American citizens in Hong Kong should feel a sense of shame and revulsion on reading the headline, 'Clinton insists US must keep landmines' (South China Morning Post, November 25).


As any right-minded person knows, landmines designed to maim and kill personnel are some of the most hideous weapons invented by military scientists. They have been planted by the millions in trouble-spots around the globe and daily take a heavy toll, with innocent men, women and children becoming victims long after a conflict has ended. For this reason, strenuous efforts have been made by various nations and advocacy groups to eliminate these 'weapons of terror' from the military arsenals of all nations, with this year's Nobel Peace Prize being awarded to the campaign organisers. Why is President Clinton so opposed to this eminently desirable goal? Why is he so slavishly adhering to the outworn tactics of his militaristic supporters? President Clinton alluded to the problem of North Korea, stating that the Pentagon needed landmines to prevent incursions into the South. This argument must be rejected in the strongest way, because the prolongation of hostilities between North and South Korea is a product of both nations' military cliques, supported by China and the US. It is high time their destructive games were ended and that there was a move towards peace.

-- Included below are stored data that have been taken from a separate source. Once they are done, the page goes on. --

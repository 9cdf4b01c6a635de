//! Command handlers
//!
//! A kernel maps each command kind it supports to one [`CommandHandler`].
//! Most handlers are closures registered through
//! [`Kernel::register_command_handler`](crate::Kernel::register_command_handler),
//! which receive the payload already downcast as a [`TypedCommand`].

use crate::context::KernelInvocationContext;
use anyhow::anyhow;
use async_trait::async_trait;
use polyglot_types::{CommandKind, CommandRef};
use std::future::Future;
use std::marker::PhantomData;
use std::ops::Deref;
use std::sync::Arc;

/// Handles one command inside an invocation context.
///
/// Returning `Err` fails the command; the error message becomes the
/// `CommandFailed` message.
#[async_trait]
pub trait CommandHandler: Send + Sync {
    async fn handle(&self, command: CommandRef, context: KernelInvocationContext) -> anyhow::Result<()>;
}

/// A command whose payload is known to be a `T`
pub struct TypedCommand<T> {
    command: CommandRef,
    _kind: PhantomData<fn() -> T>,
}

impl<T: CommandKind> TypedCommand<T> {
    /// Wrap `command` if its payload is a `T`
    pub fn new(command: CommandRef) -> Option<Self> {
        command.downcast::<T>()?;
        Some(Self {
            command,
            _kind: PhantomData,
        })
    }

    pub fn command(&self) -> &CommandRef {
        &self.command
    }

    pub fn into_command(self) -> CommandRef {
        self.command
    }
}

impl<T: CommandKind> Deref for TypedCommand<T> {
    type Target = T;

    fn deref(&self) -> &T {
        match self.command.downcast::<T>() {
            Some(payload) => payload,
            None => unreachable!("payload kind is checked when the command is wrapped"),
        }
    }
}

impl<T> Clone for TypedCommand<T> {
    fn clone(&self) -> Self {
        Self {
            command: self.command.clone(),
            _kind: PhantomData,
        }
    }
}

struct FnHandler<T, F> {
    f: F,
    _kind: PhantomData<fn() -> T>,
}

#[async_trait]
impl<T, F, Fut> CommandHandler for FnHandler<T, F>
where
    T: CommandKind,
    F: Fn(TypedCommand<T>, KernelInvocationContext) -> Fut + Send + Sync,
    Fut: Future<Output = anyhow::Result<()>> + Send,
{
    async fn handle(&self, command: CommandRef, context: KernelInvocationContext) -> anyhow::Result<()> {
        let typed = TypedCommand::<T>::new(command)
            .ok_or_else(|| anyhow!("handler for {} received another command kind", T::NAME))?;
        (self.f)(typed, context).await
    }
}

/// Adapt a closure over a typed command into a [`CommandHandler`]
pub fn handler_fn<T, F, Fut>(f: F) -> Arc<dyn CommandHandler>
where
    T: CommandKind,
    F: Fn(TypedCommand<T>, KernelInvocationContext) -> Fut + Send + Sync + 'static,
    Fut: Future<Output = anyhow::Result<()>> + Send + 'static,
{
    Arc::new(FnHandler {
        f,
        _kind: PhantomData,
    })
}
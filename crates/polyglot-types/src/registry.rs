//! Kind registry
//!
//! Command and event kinds are open sets. A concrete kind is any serde type
//! implementing [`CommandKind`] or [`EventKind`]; it becomes known to the
//! wire layer once it is registered on a [`KindRegistry`] under its stable
//! name. Handlers and middleware dispatch on that name, never on Rust types.
//!
//! Registering a kind twice is a no-op. Registering a different type under
//! an existing name fails immediately, so conflicts surface at startup.

use crate::error::{ModelError, Result};
use parking_lot::RwLock;
use serde::de::DeserializeOwned;
use serde::Serialize;
use serde_json::Value;
use std::any::{Any, TypeId};
use std::collections::HashMap;
use std::fmt;
use std::marker::PhantomData;

/// A concrete command kind
pub trait CommandKind: Serialize + DeserializeOwned + fmt::Debug + Send + Sync + 'static {
    /// Stable wire name, e.g. `SubmitCode`
    const NAME: &'static str;
}

/// A concrete event kind
pub trait EventKind: Serialize + DeserializeOwned + fmt::Debug + Send + Sync + 'static {
    /// Stable wire name, e.g. `ValueProduced`
    const NAME: &'static str;
}

/// Type-erased command payload
pub trait CommandPayload: fmt::Debug + Send + Sync + 'static {
    fn kind_name(&self) -> &'static str;
    fn to_json(&self) -> Result<Value>;
    fn as_any(&self) -> &dyn Any;
}

impl<T: CommandKind> CommandPayload for T {
    fn kind_name(&self) -> &'static str {
        T::NAME
    }

    fn to_json(&self) -> Result<Value> {
        serde_json::to_value(self).map_err(|e| ModelError::serialization(T::NAME, e))
    }

    fn as_any(&self) -> &dyn Any {
        self
    }
}

/// Type-erased event payload
pub trait EventPayload: fmt::Debug + Send + Sync + 'static {
    fn kind_name(&self) -> &'static str;
    fn to_json(&self) -> Result<Value>;
    fn as_any(&self) -> &dyn Any;
}

impl<T: EventKind> EventPayload for T {
    fn kind_name(&self) -> &'static str {
        T::NAME
    }

    fn to_json(&self) -> Result<Value> {
        serde_json::to_value(self).map_err(|e| ModelError::serialization(T::NAME, e))
    }

    fn as_any(&self) -> &dyn Any {
        self
    }
}

type CommandDecoder = fn(Value) -> serde_json::Result<Box<dyn CommandPayload>>;
type EventDecoder = fn(Value) -> serde_json::Result<Box<dyn EventPayload>>;

fn decode_command<T: CommandKind>(value: Value) -> serde_json::Result<Box<dyn CommandPayload>> {
    Ok(Box::new(serde_json::from_value::<T>(value)?))
}

fn decode_event<T: EventKind>(value: Value) -> serde_json::Result<Box<dyn EventPayload>> {
    Ok(Box::new(serde_json::from_value::<T>(value)?))
}

pub(crate) struct Registration<D> {
    type_id: TypeId,
    type_name: &'static str,
    decode: D,
}

impl<D> Registration<D> {
    fn new<T: 'static>(decode: D) -> Self {
        Self {
            type_id: TypeId::of::<T>(),
            type_name: std::any::type_name::<T>(),
            decode,
        }
    }
}

/// Typed handle returned by registration.
///
/// Carries the wire name and downcasts payloads back to `T`.
pub struct KindHandle<T> {
    name: &'static str,
    _marker: PhantomData<fn() -> T>,
}

impl<T> KindHandle<T> {
    fn new(name: &'static str) -> Self {
        Self {
            name,
            _marker: PhantomData,
        }
    }

    pub fn name(&self) -> &'static str {
        self.name
    }
}

impl<T: CommandKind> KindHandle<T> {
    /// Downcast a command payload of this kind
    pub fn command<'a>(&self, payload: &'a dyn CommandPayload) -> Option<&'a T> {
        payload.as_any().downcast_ref::<T>()
    }
}

impl<T: EventKind> KindHandle<T> {
    /// Downcast an event payload of this kind
    pub fn event<'a>(&self, payload: &'a dyn EventPayload) -> Option<&'a T> {
        payload.as_any().downcast_ref::<T>()
    }
}

impl<T> Clone for KindHandle<T> {
    fn clone(&self) -> Self {
        *self
    }
}

impl<T> Copy for KindHandle<T> {}

impl<T> fmt::Debug for KindHandle<T> {
    fn fmt(&self, f: &mut fmt::Formatter<'_>) -> fmt::Result {
        f.debug_tuple("KindHandle").field(&self.name).finish()
    }
}

/// Registry of command and event kinds keyed by stable name
pub struct KindRegistry {
    commands: RwLock<CommandTable>,
    events: RwLock<EventTable>,
}

impl KindRegistry {
    /// An empty registry
    pub fn new() -> Self {
        Self {
            commands: RwLock::new(HashMap::new()),
            events: RwLock::new(HashMap::new()),
        }
    }

    /// A registry holding every built-in command and event kind
    pub fn with_defaults() -> Self {
        let registry = Self::new();
        crate::commands::register_builtin(&mut registry.commands.write());
        crate::events::register_builtin(&mut registry.events.write());
        registry
    }

    /// Register a command kind
    pub fn register_command<T: CommandKind>(&self) -> Result<KindHandle<T>> {
        let mut commands = self.commands.write();
        check_or_insert::<T, CommandDecoder>(&mut commands, T::NAME, decode_command::<T>)?;
        Ok(KindHandle::new(T::NAME))
    }

    /// Register an event kind
    pub fn register_event<T: EventKind>(&self) -> Result<KindHandle<T>> {
        let mut events = self.events.write();
        check_or_insert::<T, EventDecoder>(&mut events, T::NAME, decode_event::<T>)?;
        Ok(KindHandle::new(T::NAME))
    }

    /// Decode a command payload by wire name
    pub fn decode_command(&self, name: &str, value: Value) -> Result<Box<dyn CommandPayload>> {
        let decode = self
            .commands
            .read()
            .get(name)
            .map(|r| r.decode)
            .ok_or_else(|| ModelError::UnknownCommandType(name.to_string()))?;
        decode(value).map_err(|e| ModelError::serialization(name, e))
    }

    /// Decode an event payload by wire name
    pub fn decode_event(&self, name: &str, value: Value) -> Result<Box<dyn EventPayload>> {
        let decode = self
            .events
            .read()
            .get(name)
            .map(|r| r.decode)
            .ok_or_else(|| ModelError::UnknownEventType(name.to_string()))?;
        decode(value).map_err(|e| ModelError::serialization(name, e))
    }

    pub fn contains_command(&self, name: &str) -> bool {
        self.commands.read().contains_key(name)
    }

    pub fn contains_event(&self, name: &str) -> bool {
        self.events.read().contains_key(name)
    }

    /// Registered command names, sorted
    pub fn command_names(&self) -> Vec<&'static str> {
        let mut names: Vec<_> = self.commands.read().keys().copied().collect();
        names.sort_unstable();
        names
    }

    /// Registered event names, sorted
    pub fn event_names(&self) -> Vec<&'static str> {
        let mut names: Vec<_> = self.events.read().keys().copied().collect();
        names.sort_unstable();
        names
    }
}

impl Default for KindRegistry {
    fn default() -> Self {
        Self::with_defaults()
    }
}

impl fmt::Debug for KindRegistry {
    fn fmt(&self, f: &mut fmt::Formatter<'_>) -> fmt::Result {
        f.debug_struct("KindRegistry")
            .field("commands", &self.command_names())
            .field("events", &self.event_names())
            .finish()
    }
}

fn check_or_insert<T: 'static, D>(
    map: &mut HashMap<&'static str, Registration<D>>,
    name: &'static str,
    decode: D,
) -> Result<()> {
    match map.get(name) {
        Some(existing) if existing.type_id == TypeId::of::<T>() => Ok(()),
        Some(existing) => Err(ModelError::DuplicateKind {
            name: name.to_string(),
            existing: existing.type_name,
            attempted: std::any::type_name::<T>(),
        }),
        None => {
            map.insert(name, Registration::new::<T>(decode));
            Ok(())
        }
    }
}

pub(crate) fn insert_command<T: CommandKind>(map: &mut CommandTable) {
    map.insert(T::NAME, Registration::new::<T>(decode_command::<T>));
}

pub(crate) fn insert_event<T: EventKind>(map: &mut EventTable) {
    map.insert(T::NAME, Registration::new::<T>(decode_event::<T>));
}

pub(crate) type CommandTable = HashMap<&'static str, Registration<CommandDecoder>>;
pub(crate) type EventTable = HashMap<&'static str, Registration<EventDecoder>>;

Everyone knows that military men are inherently cowards; they prey on the weak, the smaller, the undefended, the unsuspecting. Military-controlled scientists have given the world poison gas, deadly bacterial weapons, not to mention the A-bomb, the H-bomb, the neutron bomb, and who knows what other forms of mass destruction. No wonder they love landmines which can blow off an unsuspecting child's legs or arms years after they themselves have departed the scene. No wonder people of morality oppose these weapons and demand their elimination.


Any effort to reduce the malignant influence of military men in international and national affairs must be promoted and it is shocking to have an American president so unwilling to support the anti-personnel mine elimination treaty. Why the kow-towing to the Pentagon? We in Hong Kong can support peace-loving people around the globe by showing our disgust at Pentagon planners and our rejection of the militaristic ethos that permeates US culture.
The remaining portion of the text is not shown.